Saved data entries
++++++

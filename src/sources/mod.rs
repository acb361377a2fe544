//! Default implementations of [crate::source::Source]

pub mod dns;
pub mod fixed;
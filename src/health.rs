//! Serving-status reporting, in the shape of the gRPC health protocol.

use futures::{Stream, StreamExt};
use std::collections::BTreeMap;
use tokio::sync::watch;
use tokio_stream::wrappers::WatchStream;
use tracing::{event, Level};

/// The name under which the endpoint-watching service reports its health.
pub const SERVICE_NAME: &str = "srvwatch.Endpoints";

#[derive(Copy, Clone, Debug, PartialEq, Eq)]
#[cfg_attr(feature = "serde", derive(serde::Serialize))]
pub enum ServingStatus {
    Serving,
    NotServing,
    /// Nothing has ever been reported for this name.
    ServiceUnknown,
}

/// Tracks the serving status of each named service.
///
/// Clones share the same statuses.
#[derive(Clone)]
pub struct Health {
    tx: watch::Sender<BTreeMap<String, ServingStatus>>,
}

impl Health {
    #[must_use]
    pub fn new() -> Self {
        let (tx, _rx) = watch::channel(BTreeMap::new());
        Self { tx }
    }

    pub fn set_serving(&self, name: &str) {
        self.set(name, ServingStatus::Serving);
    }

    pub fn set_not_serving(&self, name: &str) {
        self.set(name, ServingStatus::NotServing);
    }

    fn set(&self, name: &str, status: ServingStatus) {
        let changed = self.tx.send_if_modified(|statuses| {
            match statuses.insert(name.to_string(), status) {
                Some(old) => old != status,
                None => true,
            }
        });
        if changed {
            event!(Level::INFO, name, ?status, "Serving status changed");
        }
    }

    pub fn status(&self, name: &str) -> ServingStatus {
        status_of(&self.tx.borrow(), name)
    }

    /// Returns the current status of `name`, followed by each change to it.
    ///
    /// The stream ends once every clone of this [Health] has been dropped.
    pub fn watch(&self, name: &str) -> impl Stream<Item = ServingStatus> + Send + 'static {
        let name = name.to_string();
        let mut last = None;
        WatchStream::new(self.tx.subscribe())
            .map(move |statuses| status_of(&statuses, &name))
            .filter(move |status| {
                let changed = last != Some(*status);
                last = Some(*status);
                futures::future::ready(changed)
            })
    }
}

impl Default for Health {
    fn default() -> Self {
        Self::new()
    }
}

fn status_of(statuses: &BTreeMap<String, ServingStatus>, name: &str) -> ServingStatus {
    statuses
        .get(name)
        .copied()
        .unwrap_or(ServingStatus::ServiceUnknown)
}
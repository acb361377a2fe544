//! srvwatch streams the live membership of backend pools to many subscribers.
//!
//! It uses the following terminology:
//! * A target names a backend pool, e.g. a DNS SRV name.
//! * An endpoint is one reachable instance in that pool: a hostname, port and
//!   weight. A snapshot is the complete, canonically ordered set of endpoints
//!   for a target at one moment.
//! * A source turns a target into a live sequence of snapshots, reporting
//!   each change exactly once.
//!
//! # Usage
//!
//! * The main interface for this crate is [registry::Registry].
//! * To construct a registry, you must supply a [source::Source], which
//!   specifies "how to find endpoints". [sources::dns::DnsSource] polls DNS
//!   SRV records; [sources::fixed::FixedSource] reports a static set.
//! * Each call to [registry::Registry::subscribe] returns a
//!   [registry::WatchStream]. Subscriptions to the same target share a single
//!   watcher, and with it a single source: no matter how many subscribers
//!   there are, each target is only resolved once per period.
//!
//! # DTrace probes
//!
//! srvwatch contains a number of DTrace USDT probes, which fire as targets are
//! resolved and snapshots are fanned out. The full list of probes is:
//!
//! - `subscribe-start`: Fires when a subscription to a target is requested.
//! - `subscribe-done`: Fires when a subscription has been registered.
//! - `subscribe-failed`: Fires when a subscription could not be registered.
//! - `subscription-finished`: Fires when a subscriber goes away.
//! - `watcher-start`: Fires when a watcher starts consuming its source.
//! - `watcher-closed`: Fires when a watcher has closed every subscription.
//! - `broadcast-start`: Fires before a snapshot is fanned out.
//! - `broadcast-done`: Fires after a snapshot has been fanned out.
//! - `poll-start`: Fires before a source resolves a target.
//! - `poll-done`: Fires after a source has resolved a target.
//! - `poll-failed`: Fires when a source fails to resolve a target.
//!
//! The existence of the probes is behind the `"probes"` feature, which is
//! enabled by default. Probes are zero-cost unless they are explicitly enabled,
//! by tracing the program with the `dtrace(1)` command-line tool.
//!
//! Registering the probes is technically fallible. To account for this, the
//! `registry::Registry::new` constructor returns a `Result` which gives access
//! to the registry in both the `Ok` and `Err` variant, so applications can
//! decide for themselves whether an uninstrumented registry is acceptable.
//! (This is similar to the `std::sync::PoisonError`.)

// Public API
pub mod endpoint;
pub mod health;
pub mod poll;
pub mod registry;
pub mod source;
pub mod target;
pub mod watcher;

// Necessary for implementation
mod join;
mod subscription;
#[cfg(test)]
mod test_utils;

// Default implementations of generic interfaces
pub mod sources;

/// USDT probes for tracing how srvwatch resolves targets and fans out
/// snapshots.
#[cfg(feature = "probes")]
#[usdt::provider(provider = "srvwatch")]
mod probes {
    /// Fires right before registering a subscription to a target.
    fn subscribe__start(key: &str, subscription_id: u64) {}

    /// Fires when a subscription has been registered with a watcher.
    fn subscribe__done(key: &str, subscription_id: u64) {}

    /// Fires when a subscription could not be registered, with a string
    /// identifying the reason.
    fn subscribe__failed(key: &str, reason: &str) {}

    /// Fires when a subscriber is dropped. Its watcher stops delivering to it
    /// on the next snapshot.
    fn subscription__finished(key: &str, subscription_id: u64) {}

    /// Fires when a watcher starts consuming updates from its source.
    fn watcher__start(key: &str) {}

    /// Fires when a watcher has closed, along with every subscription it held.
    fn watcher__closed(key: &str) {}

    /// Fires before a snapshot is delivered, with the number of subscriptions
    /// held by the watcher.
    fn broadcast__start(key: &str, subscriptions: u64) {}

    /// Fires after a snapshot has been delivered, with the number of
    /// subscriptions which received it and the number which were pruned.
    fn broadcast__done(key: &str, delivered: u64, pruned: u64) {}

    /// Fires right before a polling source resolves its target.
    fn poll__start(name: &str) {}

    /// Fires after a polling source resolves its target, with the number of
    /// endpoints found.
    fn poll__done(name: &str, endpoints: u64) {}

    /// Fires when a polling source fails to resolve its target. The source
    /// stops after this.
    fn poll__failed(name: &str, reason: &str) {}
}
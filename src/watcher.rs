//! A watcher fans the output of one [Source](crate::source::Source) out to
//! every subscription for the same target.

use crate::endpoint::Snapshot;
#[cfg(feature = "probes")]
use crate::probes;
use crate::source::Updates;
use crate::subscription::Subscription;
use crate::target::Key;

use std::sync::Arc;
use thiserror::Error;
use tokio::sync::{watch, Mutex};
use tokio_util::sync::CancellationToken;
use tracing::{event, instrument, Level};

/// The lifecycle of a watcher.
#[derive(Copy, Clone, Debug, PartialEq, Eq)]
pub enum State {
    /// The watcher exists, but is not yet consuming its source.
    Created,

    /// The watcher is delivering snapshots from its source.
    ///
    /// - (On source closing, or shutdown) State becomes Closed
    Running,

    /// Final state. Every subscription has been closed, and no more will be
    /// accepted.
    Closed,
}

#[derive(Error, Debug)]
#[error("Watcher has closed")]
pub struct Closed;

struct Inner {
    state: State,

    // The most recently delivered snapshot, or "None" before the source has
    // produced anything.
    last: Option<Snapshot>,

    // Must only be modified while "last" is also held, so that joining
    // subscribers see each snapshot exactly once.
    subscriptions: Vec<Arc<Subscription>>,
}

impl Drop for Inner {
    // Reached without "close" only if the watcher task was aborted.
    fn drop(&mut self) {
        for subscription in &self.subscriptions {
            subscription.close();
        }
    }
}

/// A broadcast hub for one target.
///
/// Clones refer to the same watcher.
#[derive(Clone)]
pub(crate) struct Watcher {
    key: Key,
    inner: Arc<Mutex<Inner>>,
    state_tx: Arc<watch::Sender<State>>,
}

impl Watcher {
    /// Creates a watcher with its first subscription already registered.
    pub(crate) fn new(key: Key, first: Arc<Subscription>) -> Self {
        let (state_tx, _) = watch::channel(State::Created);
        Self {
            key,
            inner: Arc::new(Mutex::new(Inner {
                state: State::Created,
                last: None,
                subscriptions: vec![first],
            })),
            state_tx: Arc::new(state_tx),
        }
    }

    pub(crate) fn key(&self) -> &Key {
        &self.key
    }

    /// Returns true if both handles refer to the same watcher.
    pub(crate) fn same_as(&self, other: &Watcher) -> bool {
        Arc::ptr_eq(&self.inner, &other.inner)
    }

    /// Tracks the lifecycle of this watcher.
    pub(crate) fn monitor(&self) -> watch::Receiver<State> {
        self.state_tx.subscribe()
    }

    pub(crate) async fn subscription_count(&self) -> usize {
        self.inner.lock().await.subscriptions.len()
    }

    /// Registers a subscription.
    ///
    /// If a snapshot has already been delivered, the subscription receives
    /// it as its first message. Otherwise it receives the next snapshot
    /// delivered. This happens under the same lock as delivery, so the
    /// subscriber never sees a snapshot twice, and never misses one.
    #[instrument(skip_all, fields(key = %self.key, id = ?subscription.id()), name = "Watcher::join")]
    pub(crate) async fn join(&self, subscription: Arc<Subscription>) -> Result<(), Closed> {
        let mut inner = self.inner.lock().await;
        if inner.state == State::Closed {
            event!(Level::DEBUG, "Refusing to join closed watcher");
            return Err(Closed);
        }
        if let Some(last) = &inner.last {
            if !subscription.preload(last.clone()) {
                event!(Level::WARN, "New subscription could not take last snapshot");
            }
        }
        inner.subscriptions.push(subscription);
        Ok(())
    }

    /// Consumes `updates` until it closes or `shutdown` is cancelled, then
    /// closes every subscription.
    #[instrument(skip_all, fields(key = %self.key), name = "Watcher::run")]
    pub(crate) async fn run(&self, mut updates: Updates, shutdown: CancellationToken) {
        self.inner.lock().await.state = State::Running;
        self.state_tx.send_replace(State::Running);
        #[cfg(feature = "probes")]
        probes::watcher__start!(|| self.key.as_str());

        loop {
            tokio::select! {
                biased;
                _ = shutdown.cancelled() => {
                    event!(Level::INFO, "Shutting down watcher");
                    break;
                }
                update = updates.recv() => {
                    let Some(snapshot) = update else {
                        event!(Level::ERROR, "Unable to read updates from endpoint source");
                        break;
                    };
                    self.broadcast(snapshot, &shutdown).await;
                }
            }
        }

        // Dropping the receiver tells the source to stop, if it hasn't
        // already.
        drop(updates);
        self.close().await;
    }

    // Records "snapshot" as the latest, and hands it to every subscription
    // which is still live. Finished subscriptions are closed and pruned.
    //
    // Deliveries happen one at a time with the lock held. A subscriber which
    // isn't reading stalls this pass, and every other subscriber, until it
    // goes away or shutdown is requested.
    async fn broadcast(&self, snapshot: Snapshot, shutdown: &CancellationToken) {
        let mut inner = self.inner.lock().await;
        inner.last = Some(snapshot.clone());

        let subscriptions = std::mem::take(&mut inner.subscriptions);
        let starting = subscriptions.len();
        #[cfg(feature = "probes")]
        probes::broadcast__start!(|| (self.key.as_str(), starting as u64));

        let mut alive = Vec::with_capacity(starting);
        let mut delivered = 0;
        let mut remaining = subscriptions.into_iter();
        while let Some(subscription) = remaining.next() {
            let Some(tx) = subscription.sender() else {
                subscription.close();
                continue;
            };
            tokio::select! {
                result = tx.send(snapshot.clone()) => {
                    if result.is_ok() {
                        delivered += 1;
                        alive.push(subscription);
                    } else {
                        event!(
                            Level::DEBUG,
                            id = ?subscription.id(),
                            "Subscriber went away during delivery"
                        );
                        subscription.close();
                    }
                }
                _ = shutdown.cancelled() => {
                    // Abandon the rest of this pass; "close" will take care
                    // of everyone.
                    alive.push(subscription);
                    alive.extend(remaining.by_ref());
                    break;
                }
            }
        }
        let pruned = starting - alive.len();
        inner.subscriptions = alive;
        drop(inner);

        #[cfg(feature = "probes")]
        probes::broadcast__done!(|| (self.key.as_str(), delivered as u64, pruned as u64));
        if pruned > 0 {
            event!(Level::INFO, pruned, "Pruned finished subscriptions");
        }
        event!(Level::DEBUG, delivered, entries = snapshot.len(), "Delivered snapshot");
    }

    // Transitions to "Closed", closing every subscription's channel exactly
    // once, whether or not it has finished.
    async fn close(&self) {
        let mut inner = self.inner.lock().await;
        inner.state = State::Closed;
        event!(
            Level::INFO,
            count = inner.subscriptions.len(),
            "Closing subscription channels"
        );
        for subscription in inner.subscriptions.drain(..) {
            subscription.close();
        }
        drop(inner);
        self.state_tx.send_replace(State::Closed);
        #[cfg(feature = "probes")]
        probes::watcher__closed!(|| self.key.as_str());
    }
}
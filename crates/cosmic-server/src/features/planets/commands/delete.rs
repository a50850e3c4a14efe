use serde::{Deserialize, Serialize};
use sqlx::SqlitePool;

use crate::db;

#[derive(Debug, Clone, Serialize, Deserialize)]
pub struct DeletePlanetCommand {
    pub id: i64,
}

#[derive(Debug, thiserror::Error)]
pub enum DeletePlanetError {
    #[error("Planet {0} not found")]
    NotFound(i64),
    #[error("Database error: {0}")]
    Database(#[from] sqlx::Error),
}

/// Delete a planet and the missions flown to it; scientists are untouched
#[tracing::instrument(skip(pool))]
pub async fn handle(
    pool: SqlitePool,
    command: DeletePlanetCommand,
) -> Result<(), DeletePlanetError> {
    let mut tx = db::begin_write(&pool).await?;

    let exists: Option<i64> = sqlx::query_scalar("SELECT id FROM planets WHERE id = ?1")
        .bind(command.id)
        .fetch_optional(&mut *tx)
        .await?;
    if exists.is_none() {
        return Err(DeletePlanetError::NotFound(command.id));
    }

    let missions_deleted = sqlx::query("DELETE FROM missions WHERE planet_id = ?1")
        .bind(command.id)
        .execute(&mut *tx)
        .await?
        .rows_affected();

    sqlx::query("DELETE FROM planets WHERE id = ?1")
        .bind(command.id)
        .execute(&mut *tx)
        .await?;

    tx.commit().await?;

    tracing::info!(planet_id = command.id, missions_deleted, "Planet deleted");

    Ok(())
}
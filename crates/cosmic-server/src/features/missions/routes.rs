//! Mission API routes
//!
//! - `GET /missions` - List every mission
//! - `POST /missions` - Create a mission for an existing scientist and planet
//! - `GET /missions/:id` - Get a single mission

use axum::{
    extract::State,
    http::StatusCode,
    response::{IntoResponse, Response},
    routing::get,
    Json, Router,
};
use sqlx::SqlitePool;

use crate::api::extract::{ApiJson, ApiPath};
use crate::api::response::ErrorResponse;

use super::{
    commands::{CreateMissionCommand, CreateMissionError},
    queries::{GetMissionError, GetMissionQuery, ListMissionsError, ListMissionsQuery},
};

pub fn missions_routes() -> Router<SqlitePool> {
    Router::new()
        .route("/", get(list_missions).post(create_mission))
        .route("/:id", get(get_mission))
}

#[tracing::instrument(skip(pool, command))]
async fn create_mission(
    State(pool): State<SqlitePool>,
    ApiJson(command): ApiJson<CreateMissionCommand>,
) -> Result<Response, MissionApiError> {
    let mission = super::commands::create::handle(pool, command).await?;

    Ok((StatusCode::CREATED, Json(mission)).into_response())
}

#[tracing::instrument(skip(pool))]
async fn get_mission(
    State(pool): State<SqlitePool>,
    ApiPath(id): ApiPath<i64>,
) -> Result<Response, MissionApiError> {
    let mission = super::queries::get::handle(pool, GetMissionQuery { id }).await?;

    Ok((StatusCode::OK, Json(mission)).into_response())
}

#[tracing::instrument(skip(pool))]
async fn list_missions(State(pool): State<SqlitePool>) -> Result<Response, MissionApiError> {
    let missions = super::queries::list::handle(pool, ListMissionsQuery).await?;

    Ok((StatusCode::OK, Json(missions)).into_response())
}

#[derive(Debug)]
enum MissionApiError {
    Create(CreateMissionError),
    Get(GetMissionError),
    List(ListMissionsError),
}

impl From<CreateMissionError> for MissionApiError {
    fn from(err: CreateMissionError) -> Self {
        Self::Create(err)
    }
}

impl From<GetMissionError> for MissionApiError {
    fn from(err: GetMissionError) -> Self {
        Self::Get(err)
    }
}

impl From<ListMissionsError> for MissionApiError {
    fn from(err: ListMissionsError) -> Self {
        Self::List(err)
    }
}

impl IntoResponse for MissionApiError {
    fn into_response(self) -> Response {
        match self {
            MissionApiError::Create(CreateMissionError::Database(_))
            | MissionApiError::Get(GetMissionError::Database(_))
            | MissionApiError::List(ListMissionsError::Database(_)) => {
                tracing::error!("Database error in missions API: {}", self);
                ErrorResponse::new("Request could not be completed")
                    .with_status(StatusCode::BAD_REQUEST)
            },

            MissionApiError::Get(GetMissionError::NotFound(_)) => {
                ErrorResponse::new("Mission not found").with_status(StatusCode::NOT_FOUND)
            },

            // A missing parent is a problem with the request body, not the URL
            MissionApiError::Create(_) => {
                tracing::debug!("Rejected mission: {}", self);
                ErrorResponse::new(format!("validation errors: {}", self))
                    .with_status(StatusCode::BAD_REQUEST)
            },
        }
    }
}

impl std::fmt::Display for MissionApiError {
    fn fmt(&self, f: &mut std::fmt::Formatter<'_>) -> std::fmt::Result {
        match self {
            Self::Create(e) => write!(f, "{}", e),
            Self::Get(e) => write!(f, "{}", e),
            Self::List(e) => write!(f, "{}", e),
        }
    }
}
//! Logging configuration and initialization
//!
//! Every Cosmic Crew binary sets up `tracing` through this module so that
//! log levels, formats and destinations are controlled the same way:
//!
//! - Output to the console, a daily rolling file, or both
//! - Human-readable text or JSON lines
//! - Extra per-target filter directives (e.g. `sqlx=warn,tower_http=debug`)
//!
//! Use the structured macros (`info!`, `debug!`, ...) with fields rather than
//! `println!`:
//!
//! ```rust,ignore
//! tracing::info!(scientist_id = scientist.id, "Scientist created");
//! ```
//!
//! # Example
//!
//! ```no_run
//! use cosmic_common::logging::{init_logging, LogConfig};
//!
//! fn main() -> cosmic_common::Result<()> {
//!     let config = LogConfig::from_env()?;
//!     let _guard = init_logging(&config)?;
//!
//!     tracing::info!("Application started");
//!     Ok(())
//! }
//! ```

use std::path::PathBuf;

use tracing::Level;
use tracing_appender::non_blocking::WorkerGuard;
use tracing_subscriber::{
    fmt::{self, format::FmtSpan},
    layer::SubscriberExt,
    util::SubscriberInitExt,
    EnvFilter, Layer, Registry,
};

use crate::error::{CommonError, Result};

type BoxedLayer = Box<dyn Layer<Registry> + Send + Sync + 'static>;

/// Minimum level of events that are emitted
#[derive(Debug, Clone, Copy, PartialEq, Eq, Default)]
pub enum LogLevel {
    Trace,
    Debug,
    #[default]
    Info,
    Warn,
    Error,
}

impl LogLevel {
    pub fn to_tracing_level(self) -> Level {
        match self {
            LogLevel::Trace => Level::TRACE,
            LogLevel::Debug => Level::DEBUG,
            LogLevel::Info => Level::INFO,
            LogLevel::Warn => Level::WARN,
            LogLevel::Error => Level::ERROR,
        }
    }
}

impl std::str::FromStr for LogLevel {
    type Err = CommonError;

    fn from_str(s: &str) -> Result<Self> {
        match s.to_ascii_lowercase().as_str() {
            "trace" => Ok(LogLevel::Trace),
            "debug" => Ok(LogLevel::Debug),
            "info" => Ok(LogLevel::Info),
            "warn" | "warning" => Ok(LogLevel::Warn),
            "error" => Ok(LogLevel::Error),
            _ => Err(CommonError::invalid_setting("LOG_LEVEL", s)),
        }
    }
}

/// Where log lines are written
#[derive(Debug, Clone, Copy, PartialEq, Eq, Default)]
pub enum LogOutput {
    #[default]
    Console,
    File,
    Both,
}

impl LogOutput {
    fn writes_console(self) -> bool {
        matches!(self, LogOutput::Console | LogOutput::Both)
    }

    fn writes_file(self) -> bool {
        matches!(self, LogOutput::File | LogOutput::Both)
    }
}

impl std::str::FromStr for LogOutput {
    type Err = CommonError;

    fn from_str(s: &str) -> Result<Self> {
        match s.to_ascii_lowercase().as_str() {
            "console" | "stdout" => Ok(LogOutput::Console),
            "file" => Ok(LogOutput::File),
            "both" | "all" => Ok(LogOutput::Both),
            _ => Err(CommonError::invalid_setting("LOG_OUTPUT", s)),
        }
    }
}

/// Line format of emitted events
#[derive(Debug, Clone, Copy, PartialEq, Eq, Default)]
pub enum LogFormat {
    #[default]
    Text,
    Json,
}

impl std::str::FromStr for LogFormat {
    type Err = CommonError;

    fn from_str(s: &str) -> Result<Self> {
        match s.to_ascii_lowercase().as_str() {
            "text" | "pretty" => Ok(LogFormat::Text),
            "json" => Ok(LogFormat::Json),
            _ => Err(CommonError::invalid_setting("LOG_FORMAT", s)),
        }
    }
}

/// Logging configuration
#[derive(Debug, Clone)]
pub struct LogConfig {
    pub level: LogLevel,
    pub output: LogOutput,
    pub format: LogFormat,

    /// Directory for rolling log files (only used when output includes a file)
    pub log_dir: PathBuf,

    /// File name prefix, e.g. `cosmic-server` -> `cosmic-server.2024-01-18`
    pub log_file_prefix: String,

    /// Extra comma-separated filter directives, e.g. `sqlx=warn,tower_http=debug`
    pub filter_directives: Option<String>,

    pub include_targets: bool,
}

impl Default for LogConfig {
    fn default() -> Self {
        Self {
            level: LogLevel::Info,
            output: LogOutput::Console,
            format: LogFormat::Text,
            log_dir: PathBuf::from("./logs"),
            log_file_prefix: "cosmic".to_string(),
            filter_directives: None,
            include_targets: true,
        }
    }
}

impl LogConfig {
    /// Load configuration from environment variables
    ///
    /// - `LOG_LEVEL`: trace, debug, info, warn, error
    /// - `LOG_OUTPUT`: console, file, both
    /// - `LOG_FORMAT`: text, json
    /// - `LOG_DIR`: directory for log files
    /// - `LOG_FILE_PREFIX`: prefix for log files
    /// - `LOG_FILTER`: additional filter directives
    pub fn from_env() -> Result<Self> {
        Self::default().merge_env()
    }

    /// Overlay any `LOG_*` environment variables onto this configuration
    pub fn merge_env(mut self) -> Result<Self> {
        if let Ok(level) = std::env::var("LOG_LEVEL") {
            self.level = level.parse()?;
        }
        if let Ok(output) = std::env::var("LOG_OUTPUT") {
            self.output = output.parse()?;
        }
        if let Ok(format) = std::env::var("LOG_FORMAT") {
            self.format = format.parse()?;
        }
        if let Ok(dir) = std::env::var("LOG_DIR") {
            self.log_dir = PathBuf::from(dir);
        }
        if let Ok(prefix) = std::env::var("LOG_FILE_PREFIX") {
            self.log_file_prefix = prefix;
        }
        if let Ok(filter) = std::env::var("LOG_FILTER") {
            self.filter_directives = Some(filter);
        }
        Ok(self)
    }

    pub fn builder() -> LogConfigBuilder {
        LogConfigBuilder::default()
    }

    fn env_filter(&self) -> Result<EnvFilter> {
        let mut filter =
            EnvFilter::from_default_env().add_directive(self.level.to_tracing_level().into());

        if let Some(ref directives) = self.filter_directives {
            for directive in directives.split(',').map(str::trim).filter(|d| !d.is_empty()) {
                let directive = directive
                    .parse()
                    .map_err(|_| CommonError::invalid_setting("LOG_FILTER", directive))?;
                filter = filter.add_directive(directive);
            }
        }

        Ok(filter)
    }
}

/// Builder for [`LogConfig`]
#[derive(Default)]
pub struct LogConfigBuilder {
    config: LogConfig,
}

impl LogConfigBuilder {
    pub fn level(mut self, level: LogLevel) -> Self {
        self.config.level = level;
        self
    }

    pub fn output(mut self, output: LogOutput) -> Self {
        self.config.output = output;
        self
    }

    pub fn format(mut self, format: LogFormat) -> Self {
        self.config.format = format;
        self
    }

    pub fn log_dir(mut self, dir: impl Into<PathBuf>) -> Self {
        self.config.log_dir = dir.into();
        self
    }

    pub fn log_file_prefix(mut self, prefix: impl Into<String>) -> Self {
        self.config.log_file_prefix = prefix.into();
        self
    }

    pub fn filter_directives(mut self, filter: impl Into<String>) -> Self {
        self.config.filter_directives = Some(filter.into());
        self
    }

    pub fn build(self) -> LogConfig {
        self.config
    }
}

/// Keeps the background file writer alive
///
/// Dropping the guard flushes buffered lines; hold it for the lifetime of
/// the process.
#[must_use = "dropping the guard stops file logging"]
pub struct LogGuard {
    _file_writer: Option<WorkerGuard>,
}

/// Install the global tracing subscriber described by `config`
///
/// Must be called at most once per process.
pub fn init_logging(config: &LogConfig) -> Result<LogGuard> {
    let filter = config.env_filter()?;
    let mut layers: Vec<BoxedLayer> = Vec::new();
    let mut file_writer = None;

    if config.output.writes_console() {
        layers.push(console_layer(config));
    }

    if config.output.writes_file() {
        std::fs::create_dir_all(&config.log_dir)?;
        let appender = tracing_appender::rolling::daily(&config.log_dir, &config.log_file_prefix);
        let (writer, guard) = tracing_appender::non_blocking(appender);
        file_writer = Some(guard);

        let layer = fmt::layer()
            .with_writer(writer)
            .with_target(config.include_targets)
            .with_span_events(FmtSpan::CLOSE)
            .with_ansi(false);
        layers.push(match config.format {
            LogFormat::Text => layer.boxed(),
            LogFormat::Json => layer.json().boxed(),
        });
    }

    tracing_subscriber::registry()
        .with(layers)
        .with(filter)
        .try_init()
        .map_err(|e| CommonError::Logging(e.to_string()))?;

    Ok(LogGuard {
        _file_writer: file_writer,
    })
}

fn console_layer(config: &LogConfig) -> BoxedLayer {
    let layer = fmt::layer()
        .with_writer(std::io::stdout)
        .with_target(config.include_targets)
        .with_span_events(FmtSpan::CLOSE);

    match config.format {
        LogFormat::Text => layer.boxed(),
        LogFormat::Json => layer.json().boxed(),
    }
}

++++++

WHAT IS REQUIRED: Go through the entries and copy every line that has "fixed".

SOLUTION TO THIS TASK:
pub mod fixed;
//!   SRV records; [sources::fixed::FixedSource] reports a static set.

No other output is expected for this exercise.